[Mono-devel-list] Crypto inconsistency between Mono and MS.NET

Jon Larimer jlarimer at gmail.com
Thu Oct 21 14:13:46 EDT 2004


> However I expect that the "official" answer will be like "results of
> calling TransformFinalBlock more than one time is undefined" (i.e.
> expect this to change in future versions but not patched in existing
> frameworks).
> 
> In this case Mono and MS implementation will probably keep their
> different behaviors (as I like Mono results much better ;-) unless I (or
> someone else) find a case which leads to serious problems.

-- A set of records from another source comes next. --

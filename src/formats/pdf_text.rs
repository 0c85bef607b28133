/*!
 * Adapter for text extracted from PDF files.
 *
 * Pages are separated by form feeds and paragraphs by blank lines. The exact
 * separators are kept so that an untouched document encodes back to the same bytes.
 */

use once_cell::sync::Lazy;
use regex::Regex;

use super::FormatAdapter;
use crate::document::{FormatKind, Segment, SegmentLocation, SegmentStatus};
use crate::errors::{ExtractionError, ReassemblyError};

/// Page break in extracted text
pub const PAGE_BREAK: char = '\x0C';

static PARAGRAPH_BREAK: Lazy<Regex> = Lazy::new(|| Regex::new(r"\n[ \t]*\n\s*").unwrap());

/// One page: paragraphs interleaved with the separators found between them
#[derive(Debug, Clone, PartialEq, Eq, Default)]
pub struct Page {
    pub paragraphs: Vec<String>,
    /// `separators[i]` sits between `paragraphs[i]` and `paragraphs[i + 1]`
    pub separators: Vec<String>,
}

impl Page {
    fn parse(text: &str) -> Self {
        let mut page = Page::default();
        let mut last = 0;
        for found in PARAGRAPH_BREAK.find_iter(text) {
            page.paragraphs.push(text[last..found.start()].to_string());
            page.separators.push(found.as_str().to_string());
            last = found.end();
        }
        page.paragraphs.push(text[last..].to_string());
        page
    }

    fn render(&self, out: &mut String) {
        for (i, paragraph) in self.paragraphs.iter().enumerate() {
            out.push_str(paragraph);
            if let Some(separator) = self.separators.get(i) {
                out.push_str(separator);
            }
        }
    }
}

#[derive(Debug, Clone, PartialEq, Eq, Default)]
pub struct PdfTextBody {
    pub pages: Vec<Page>,
}

impl PdfTextBody {
    pub fn parse(text: &str) -> Self {
        Self {
            pages: text.split(PAGE_BREAK).map(Page::parse).collect(),
        }
    }

    pub fn render(&self) -> String {
        let mut out = String::new();
        for (i, page) in self.pages.iter().enumerate() {
            if i > 0 {
                out.push(PAGE_BREAK);
            }
            page.render(&mut out);
        }
        out
    }
}

/// Adapter for PDF-extracted text
#[derive(Debug, Clone, Copy, Default)]
pub struct PdfTextAdapter;

impl FormatAdapter for PdfTextAdapter {
    type Body = PdfTextBody;

    fn kind(&self) -> FormatKind {
        FormatKind::PdfText
    }

    fn decode(&self, bytes: &[u8]) -> Result<PdfTextBody, ExtractionError> {
        let text = std::str::from_utf8(bytes).map_err(|e| ExtractionError::Corrupt {
            kind: self.kind().to_string(),
            message: format!("not valid UTF-8: {}", e),
        })?;
        Ok(PdfTextBody::parse(text))
    }

    fn encode(&self, body: &PdfTextBody) -> Result<Vec<u8>, ReassemblyError> {
        Ok(body.render().into_bytes())
    }

    fn extract(&self, body: &PdfTextBody) -> Vec<Segment> {
        let mut segments = Vec::new();
        for (page_index, page) in body.pages.iter().enumerate() {
            for (paragraph_index, paragraph) in page.paragraphs.iter().enumerate() {
                if paragraph.trim().is_empty() {
                    continue;
                }
                let location = SegmentLocation::PageText {
                    page: page_index,
                    paragraph: paragraph_index,
                };
                segments.push(Segment::pending(segments.len(), location, paragraph.clone()));
            }
        }
        segments
    }

    fn apply(&self, body: &PdfTextBody, segments: &[Segment]) -> Result<PdfTextBody, ReassemblyError> {
        let mut output = body.clone();

        for segment in segments.iter().filter(|s| s.status() != SegmentStatus::Skipped) {
            let target = match segment.location {
                SegmentLocation::PageText { page, paragraph } => {
                    output.pages.get_mut(page).and_then(|p| p.paragraphs.get_mut(paragraph))
                }
                _ => None,
            };
            let target = target.ok_or_else(|| ReassemblyError::MissingPosition {
                index: segment.index,
                location: segment.location.to_string(),
            })?;
            *target = segment.output_text();
        }

        Ok(output)
    }
}
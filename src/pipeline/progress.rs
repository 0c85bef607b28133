/*!
 * Batch progress events.
 *
 * Every state change and every finished chunk of every job goes through one
 * `ProgressTracker`. Events carry a sequence number that increases by one per
 * event, together with the document's counters and the aggregate counters of
 * the whole batch. Consumers subscribe to a broadcast channel; the stream ends
 * once the tracker is closed at the end of the batch.
 */

use parking_lot::Mutex;
use serde::Serialize;
use std::collections::HashMap;
use std::sync::Arc;
use tokio::sync::broadcast;

use crate::document::{DocumentId, Segment, SegmentStatus};
use crate::pipeline::job::JobState;

const CHANNEL_CAPACITY: usize = 1024;

/// Segment counters of one document
#[derive(Debug, Clone, Copy, PartialEq, Eq, Serialize, Default)]
pub struct SegmentCounts {
    pub translated: usize,
    pub failed: usize,
    pub skipped: usize,
    pub total: usize,
}

impl SegmentCounts {
    pub fn from_segments(segments: &[Segment]) -> Self {
        let mut counts = Self {
            total: segments.len(),
            ..Self::default()
        };
        for segment in segments {
            match segment.status() {
                SegmentStatus::Translated => counts.translated += 1,
                SegmentStatus::Failed => counts.failed += 1,
                SegmentStatus::Skipped => counts.skipped += 1,
                SegmentStatus::Pending => {}
            }
        }
        counts
    }

    /// Segments with a final status
    pub fn done(&self) -> usize {
        self.translated + self.failed + self.skipped
    }

    fn add(&mut self, other: &SegmentCounts) {
        self.translated += other.translated;
        self.failed += other.failed;
        self.skipped += other.skipped;
        self.total += other.total;
    }
}

/// Aggregate progress of a batch
#[derive(Debug, Clone, Copy, PartialEq, Eq, Serialize, Default)]
pub struct BatchProgress {
    pub documents_total: usize,
    pub documents_finished: usize,
    pub segments: SegmentCounts,
}

/// One progress notification
#[derive(Debug, Clone, PartialEq, Serialize)]
pub struct ProgressEvent {
    pub sequence: u64,
    pub document_id: DocumentId,
    pub document_name: String,
    pub state: JobState,
    pub translated: usize,
    pub failed: usize,
    pub skipped: usize,
    pub total: usize,
    pub batch: BatchProgress,
}

#[derive(Debug)]
struct TrackerState {
    sequence: u64,
    documents_total: usize,
    documents: HashMap<DocumentId, (JobState, SegmentCounts)>,
    sender: Option<broadcast::Sender<ProgressEvent>>,
}

impl TrackerState {
    fn aggregate(&self) -> BatchProgress {
        let mut progress = BatchProgress {
            documents_total: self.documents_total,
            ..BatchProgress::default()
        };
        for (state, counts) in self.documents.values() {
            if state.is_terminal() {
                progress.documents_finished += 1;
            }
            progress.segments.add(counts);
        }
        progress
    }
}

/// Shared progress sink of a batch
#[derive(Debug, Clone)]
pub struct ProgressTracker {
    state: Arc<Mutex<TrackerState>>,
}

impl ProgressTracker {
    pub fn new(documents_total: usize) -> Self {
        let (sender, _) = broadcast::channel(CHANNEL_CAPACITY);
        Self {
            state: Arc::new(Mutex::new(TrackerState {
                sequence: 0,
                documents_total,
                documents: HashMap::new(),
                sender: Some(sender),
            })),
        }
    }

    /// Record the state of a document and publish an event
    pub fn update(&self, document_id: DocumentId, document_name: &str, job_state: JobState, counts: SegmentCounts) {
        let mut state = self.state.lock();
        state.documents.insert(document_id, (job_state, counts));
        state.sequence += 1;

        let event = ProgressEvent {
            sequence: state.sequence,
            document_id,
            document_name: document_name.to_string(),
            state: job_state,
            translated: counts.translated,
            failed: counts.failed,
            skipped: counts.skipped,
            total: counts.total,
            batch: state.aggregate(),
        };

        // Sent under the lock so that channel order matches sequence order
        if let Some(sender) = &state.sender {
            let _ = sender.send(event);
        }
    }

    /// Current aggregate counters
    pub fn snapshot(&self) -> BatchProgress {
        self.state.lock().aggregate()
    }

    /// Number of events published so far
    pub fn sequence(&self) -> u64 {
        self.state.lock().sequence
    }

    pub fn subscribe(&self) -> ProgressSubscription {
        ProgressSubscription {
            receiver: self.state.lock().sender.as_ref().map(|s| s.subscribe()),
        }
    }

    /// End every subscription once buffered events are read
    pub fn close(&self) {
        self.state.lock().sender = None;
    }
}

/// Receiving end of the progress stream
#[derive(Debug)]
pub struct ProgressSubscription {
    receiver: Option<broadcast::Receiver<ProgressEvent>>,
}

impl ProgressSubscription {
    /// Next event, or `None` once the batch is over.
    ///
    /// A consumer that falls too far behind skips the events it missed.
    pub async fn next(&mut self) -> Option<ProgressEvent> {
        let receiver = self.receiver.as_mut()?;
        loop {
            match receiver.recv().await {
                Ok(event) => return Some(event),
                Err(broadcast::error::RecvError::Lagged(missed)) => {
                    log::debug!("Progress subscriber lagged, skipped {} events", missed);
                }
                Err(broadcast::error::RecvError::Closed) => return None,
            }
        }
    }
}
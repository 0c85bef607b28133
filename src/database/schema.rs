/*!
 * Database schema definitions and versioning.
 */

use anyhow::{Context, Result};
use log::{debug, info};
use rusqlite::Connection;

/// Current schema version
pub const SCHEMA_VERSION: i32 = 1;

/// Create the tables on a fresh database, or check the version of an existing one
pub fn initialize_schema(conn: &Connection) -> Result<()> {
    let current_version = get_schema_version(conn)?;

    if current_version == 0 {
        info!("Initializing cache schema v{}", SCHEMA_VERSION);
        create_all_tables(conn)?;
        set_schema_version(conn, SCHEMA_VERSION)?;
    } else if current_version > SCHEMA_VERSION {
        anyhow::bail!(
            "Cache database schema v{} is newer than supported v{}",
            current_version,
            SCHEMA_VERSION
        );
    } else {
        debug!("Cache schema is up to date (v{})", current_version);
    }

    Ok(())
}

fn get_schema_version(conn: &Connection) -> Result<i32> {
    let table_exists: bool = conn
        .query_row(
            "SELECT COUNT(*) FROM sqlite_master WHERE type='table' AND name='schema_version'",
            [],
            |row| row.get(0),
        )
        .context("Failed to check schema_version table existence")?;

    if !table_exists {
        return Ok(0);
    }

    let version: i32 = conn
        .query_row("SELECT version FROM schema_version LIMIT 1", [], |row| row.get(0))
        .unwrap_or(0);

    Ok(version)
}

fn set_schema_version(conn: &Connection, version: i32) -> Result<()> {
    conn.execute(
        "INSERT OR REPLACE INTO schema_version (id, version, updated_at) VALUES (1, ?1, datetime('now'))",
        [version],
    )?;
    Ok(())
}

fn create_all_tables(conn: &Connection) -> Result<()> {
    // WAL lets several processes share one cache file
    conn.execute_batch("PRAGMA journal_mode=WAL;")?;

    conn.execute_batch(
        r#"
        CREATE TABLE IF NOT EXISTS schema_version (
            id INTEGER PRIMARY KEY CHECK (id = 1),
            version INTEGER NOT NULL,
            updated_at TEXT NOT NULL
        );

        CREATE TABLE IF NOT EXISTS translation_cache (
            cache_key TEXT PRIMARY KEY,
            source_text TEXT NOT NULL,
            source_language TEXT NOT NULL,
            target_language TEXT NOT NULL,
            domain TEXT NOT NULL,
            provider TEXT NOT NULL,
            translated_text TEXT NOT NULL,
            created_at TEXT NOT NULL
        );

        CREATE INDEX IF NOT EXISTS idx_cache_languages
            ON translation_cache(source_language, target_language);
        "#,
    )
    .context("Failed to create cache tables")?;

    Ok(())
}
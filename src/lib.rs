/*!
 * # doctrans - structure-preserving document translation
 *
 * A Rust library that translates the text of office documents with AI and
 * machine translation providers while keeping each document's structure.
 *
 * ## Features
 *
 * - Extract translatable text from spreadsheets, word-processor documents,
 *   presentations and PDF text
 * - Translate through OpenAI, Anthropic or Google Translate, or an offline mock
 * - Chunked batch requests with retry, backoff and rate limiting
 * - Translation cache keyed by text, language pair, domain and provider
 * - Bounded concurrency across documents and chunks, with progress events
 *   and cancellation
 * - Output in the original format, as PDF text, or as summary tables
 *
 * ## Architecture
 *
 * The library is organized in these main modules:
 * - `document`: Source documents, segments and their statuses
 * - `formats`: Format adapters that extract segments and rebuild documents
 * - `translation`: Chunking, caching, rate limiting and the retrying client
 * - `providers`: Client implementations for translation providers
 * - `pipeline`: Document jobs, batch orchestration and progress
 * - `database`: SQLite storage for the persistent translation cache
 * - `app_config`: Configuration management
 * - `app_controller`: Main application controller
 * - `file_utils`: File system operations
 * - `language_utils`: ISO language code utilities
 * - `errors`: Custom error types for the application
 *
 * ## License
 *
 * This project is licensed under the MIT License
 */

// Global lints configuration
// These lints will be allowed but not auto-fixed
#![allow(clippy::uninlined_format_args)]
#![allow(clippy::redundant_closure_for_method_calls)]

// Public modules
pub mod app_config;
pub mod app_controller;
pub mod database;
pub mod document;
pub mod errors;
pub mod file_utils;
pub mod formats;
pub mod language_utils;
pub mod pipeline;
pub mod providers;
pub mod translation;

// Re-export main types for easier usage
pub use app_config::Config;
pub use document::{Document, DocumentId, DomainProfile, FormatKind, OutputMode, Segment, SegmentStatus, SourceDocument};
pub use errors::{AppError, ConfigurationError, ExtractionError, JobError, ProviderError, ReassemblyError};
pub use language_utils::{get_language_name, language_codes_match, normalize_to_part2t};
pub use pipeline::{BatchHandle, BatchOptions, BatchOrchestrator, BatchResult, BatchState, DocumentResult, JobState};
pub use providers::TranslationProvider;
use async_trait::async_trait;
use log::debug;
use reqwest::Client;
use serde::{Deserialize, Serialize};
use std::time::Duration;

use super::{TranslationProvider, TranslationRequest, check_status, http_client, read_json};
use crate::errors::ProviderError;
use crate::translation::prompts;

/// Client for OpenAI-compatible chat completion endpoints
#[derive(Debug)]
pub struct OpenAi {
    client: Client,
    api_key: String,
    /// Base URL, e.g. `https://api.openai.com/v1`
    endpoint: String,
    model: String,
    system_prompt: String,
    temperature: f32,
}

/// Chat completion request
#[derive(Debug, Serialize)]
pub struct ChatRequest {
    model: String,
    messages: Vec<ChatMessage>,
    #[serde(skip_serializing_if = "Option::is_none")]
    temperature: Option<f32>,
}

#[derive(Debug, Serialize, Deserialize)]
pub struct ChatMessage {
    pub role: String,
    pub content: String,
}

/// Chat completion response
#[derive(Debug, Deserialize)]
pub struct ChatResponse {
    pub choices: Vec<ChatChoice>,
}

#[derive(Debug, Deserialize)]
pub struct ChatChoice {
    pub message: ChatMessage,
}

impl ChatRequest {
    pub fn new(model: impl Into<String>) -> Self {
        Self {
            model: model.into(),
            messages: Vec::new(),
            temperature: None,
        }
    }

    pub fn add_message(mut self, role: impl Into<String>, content: impl Into<String>) -> Self {
        self.messages.push(ChatMessage {
            role: role.into(),
            content: content.into(),
        });
        self
    }

    pub fn temperature(mut self, temperature: f32) -> Self {
        self.temperature = Some(temperature);
        self
    }
}

impl OpenAi {
    pub fn new(api_key: &str, endpoint: &str, model: &str, timeout: Duration) -> Result<Self, ProviderError> {
        Ok(Self {
            client: http_client(timeout)?,
            api_key: api_key.to_string(),
            endpoint: endpoint.to_string(),
            model: model.to_string(),
            system_prompt: String::new(),
            temperature: 0.3,
        })
    }

    pub fn with_system_prompt(mut self, template: &str) -> Self {
        self.system_prompt = template.to_string();
        self
    }

    pub fn with_temperature(mut self, temperature: f32) -> Self {
        self.temperature = temperature;
        self
    }

    fn api_url(&self, path: &str) -> String {
        let base = if self.endpoint.is_empty() {
            "https://api.openai.com/v1"
        } else {
            self.endpoint.trim_end_matches('/')
        };
        format!("{}/{}", base, path)
    }

    /// Send a chat completion request
    pub async fn complete(&self, request: ChatRequest) -> Result<ChatResponse, ProviderError> {
        let response = self
            .client
            .post(self.api_url("chat/completions"))
            .bearer_auth(&self.api_key)
            .json(&request)
            .send()
            .await
            .map_err(|e| ProviderError::from_transport(&e))?;

        read_json(check_status(response).await?).await
    }

    /// Content of the first choice
    pub fn extract_text_from_response(response: &ChatResponse) -> Result<String, ProviderError> {
        response
            .choices
            .first()
            .map(|choice| choice.message.content.clone())
            .ok_or_else(|| ProviderError::Transient("Response contains no choices".to_string()))
    }

    async fn ask(&self, prompt: String, request: &TranslationRequest) -> Result<String, ProviderError> {
        let system = prompts::render_system_prompt(
            &self.system_prompt,
            &request.source_language,
            &request.target_language,
            request.domain,
        );
        let chat = ChatRequest::new(&self.model)
            .temperature(self.temperature)
            .add_message("system", system)
            .add_message("user", prompt);

        let response = self.complete(chat).await?;
        Self::extract_text_from_response(&response)
    }
}

#[async_trait]
impl TranslationProvider for OpenAi {
    fn id(&self) -> String {
        format!("openai:{}", self.model)
    }

    async fn translate(&self, text: &str, request: &TranslationRequest) -> Result<String, ProviderError> {
        let answer = self.ask(text.to_string(), request).await?;
        Ok(prompts::clean_response(&answer))
    }

    async fn translate_batch(&self, texts: &[String], request: &TranslationRequest) -> Result<Vec<String>, ProviderError> {
        if texts.len() == 1 {
            return Ok(vec![self.translate(&texts[0], request).await?]);
        }

        let prompt = format!("{}\n\n{}", prompts::batch_instructions(texts.len()), prompts::encode_batch(texts));
        let answer = self.ask(prompt, request).await?;
        debug!("OpenAI answered {} chars for {} entries", answer.len(), texts.len());

        prompts::decode_batch(&answer, texts.len())
            .ok_or_else(|| ProviderError::Transient("Batch response is missing entry markers".to_string()))
    }

    async fn test_connection(&self) -> Result<(), ProviderError> {
        let response = self
            .client
            .get(self.api_url("models"))
            .bearer_auth(&self.api_key)
            .send()
            .await
            .map_err(|e| ProviderError::from_transport(&e))?;
        check_status(response).await.map(|_| ())
    }
}
/*!
 * Tests for batch cancellation and provider quota handling
 */

use std::time::Duration;

use doctrans::app_config::QuotaPolicy;
use doctrans::document::SegmentStatus;
use doctrans::errors::ProviderError;
use doctrans::pipeline::{BatchOrchestrator, BatchState, JobState};
use doctrans::providers::MockProvider;

use crate::common;

fn quota_error() -> ProviderError {
    ProviderError::QuotaExhausted("monthly character quota used up".to_string())
}

#[tokio::test]
async fn test_cancel_beforeJobsStart_shouldNotCallProvider() {
    let dir = common::create_temp_dir().unwrap();
    let paths = vec![
        common::create_test_pdf_text(dir.path(), "a.pdf.txt", &["One", "Two"]).unwrap(),
        common::create_test_pdf_text(dir.path(), "b.pdf.txt", &["Three"]).unwrap(),
    ];
    let provider = MockProvider::echo();

    let handle = BatchOrchestrator::new(common::test_config("en", "ja"))
        .submit_batch(common::sources(&paths, "en"), common::options_for(&provider, "ja"))
        .unwrap();
    handle.cancel();
    let result = handle.wait().await.unwrap();

    assert_eq!(result.state, BatchState::Cancelled);
    assert!(result.documents.iter().all(|d| d.state == JobState::Cancelled));
    assert!(result.documents.iter().all(|d| d.output_path.is_none()));
    assert_eq!(provider.call_count(), 0);
}

#[tokio::test]
async fn test_cancel_duringTranslation_shouldStopDispatchingChunks() {
    let dir = common::create_temp_dir().unwrap();
    let paragraphs: Vec<String> = (1..=10).map(|i| format!("Line {}", i)).collect();
    let refs: Vec<&str> = paragraphs.iter().map(String::as_str).collect();
    let path = common::create_test_pdf_text(dir.path(), "long.pdf.txt", &refs).unwrap();

    let mut config = common::test_config("en", "ja");
    config.pipeline.max_segments_per_chunk = 1;
    config.pipeline.max_concurrent_chunks = 1;
    let provider = MockProvider::echo().with_delay(Duration::from_millis(50));

    let handle = BatchOrchestrator::new(config)
        .submit_batch(common::sources(&[path], "en"), common::options_for(&provider, "ja"))
        .unwrap();
    let mut subscription = handle.subscribe();

    while let Some(event) = subscription.next().await {
        if event.translated >= 1 {
            handle.cancel();
            break;
        }
    }
    let result = handle.wait().await.unwrap();

    let document = &result.documents[0];
    assert_eq!(document.state, JobState::Cancelled);
    assert!(document.output_path.is_none());
    assert!(document.translated >= 1);
    assert!(provider.call_count() < 10);
    assert!(document.segments.iter().any(|s| s.status() == SegmentStatus::Pending));
}

#[tokio::test]
async fn test_quotaExhausted_withAbortPolicy_shouldCancelRemainingDocuments() {
    let dir = common::create_temp_dir().unwrap();
    let paths = vec![
        common::create_test_pdf_text(dir.path(), "first.pdf.txt", &["Alpha", "Beta"]).unwrap(),
        common::create_test_pdf_text(dir.path(), "second.pdf.txt", &["Gamma"]).unwrap(),
    ];

    let mut config = common::test_config("en", "ko");
    config.pipeline.max_concurrent_documents = 1;
    config.pipeline.quota_policy = QuotaPolicy::AbortBatch;
    let provider = MockProvider::echo().failing(quota_error());

    let result = BatchOrchestrator::new(config)
        .run_batch(common::sources(&paths, "en"), common::options_for(&provider, "ko"))
        .await
        .unwrap();

    let first = &result.documents[0];
    assert_eq!(first.state, JobState::CompletedWithErrors);
    assert!(first.quota_exhausted);
    assert_eq!(first.failed, 2);
    assert!(first.output_path.is_some());

    assert_eq!(result.documents[1].state, JobState::Cancelled);
    assert_eq!(result.state, BatchState::Cancelled);

    // Quota errors are not retried
    assert_eq!(provider.call_count(), 1);
}

#[tokio::test]
async fn test_quotaExhausted_withContinuePolicy_shouldRunEveryDocument() {
    let dir = common::create_temp_dir().unwrap();
    let paths = vec![
        common::create_test_pdf_text(dir.path(), "first.pdf.txt", &["Alpha"]).unwrap(),
        common::create_test_pdf_text(dir.path(), "second.pdf.txt", &["Gamma"]).unwrap(),
    ];

    let mut config = common::test_config("en", "ko");
    config.pipeline.max_concurrent_documents = 1;
    config.pipeline.quota_policy = QuotaPolicy::Continue;
    let provider = MockProvider::echo().failing(quota_error());

    let result = BatchOrchestrator::new(config)
        .run_batch(common::sources(&paths, "en"), common::options_for(&provider, "ko"))
        .await
        .unwrap();

    assert_eq!(result.state, BatchState::CompletedWithErrors);
    assert!(result.documents.iter().all(|d| d.state == JobState::CompletedWithErrors));
    assert!(result.documents.iter().all(|d| d.quota_exhausted));
    assert_eq!(provider.call_count(), 2);
}

#[tokio::test]
async fn test_transientFailure_shouldRecoverWithinRetryBudget() {
    let dir = common::create_temp_dir().unwrap();
    let path = common::create_test_pdf_text(dir.path(), "retry.pdf.txt", &["Hello"]).unwrap();

    let provider = MockProvider::echo().failing_first(2, ProviderError::Transient("503".to_string()));
    let result = BatchOrchestrator::new(common::test_config("en", "ko"))
        .run_batch(common::sources(&[path], "en"), common::options_for(&provider, "ko"))
        .await
        .unwrap();

    assert_eq!(result.state, BatchState::Completed);
    assert_eq!(provider.call_count(), 3);
}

I got this reply to my usenet post (below). It seems that it's
intentional. In Mono, ICryptoTransform.CanReuseTransform returns
false, and in Microsoft.NET it returns true, so I guess both
implementations are behaving correctly based on that.

-jon
Jon Larimer
jlarimer at gmail.com
-------

From: Rob Teixeira
Date Posted: 10/21/2004 12:23:00 AM

The behaviour you described is correct. TransformFinalBlock does indeed
reset the feedback.
I believe this is consistent with the intent of the class. The
CanReuseTransform property returns true, which means the feedback should at
some point be reset so the class can be reused.
You have to look at this from the perspective of individual messages. Once
you end a message, you must call TransformFinalBlock, and this resets the
feedback register to the IV for the next message. You have to remember that
message reception may or may not be synchronous, so for example, you can
encrypt various files and they will simply sit somewhere until you decrypt
one of them. You can't assume that you are shipping a bunch of message
around and they will all be dealt with in the same order. If the feedback
isn't reset, that's the only way you could ever decrypt them.

Also, CBC mode induces feedback. This means that subsequent strings of
similar plain text will be affected by previous blocks of cipher text. So,
for example, if you had repeating sets of the letter "E" in your message,
the blocks containing that repetition couldn't be detected from the cipher
text because of the CBC feedback. CBC doesn't guarantee that entirely
similar messages won't look the same after decryption, especially if you are
using the same IV. If you have a scenario like this (where you are sending
the same message over and over using the same IV), you should salt the
message - add a block of random bits to the beginning of the message. On the
receiving end, you can safly ignore the first block, and that guarantees
each message will be different due to the CBC feedback.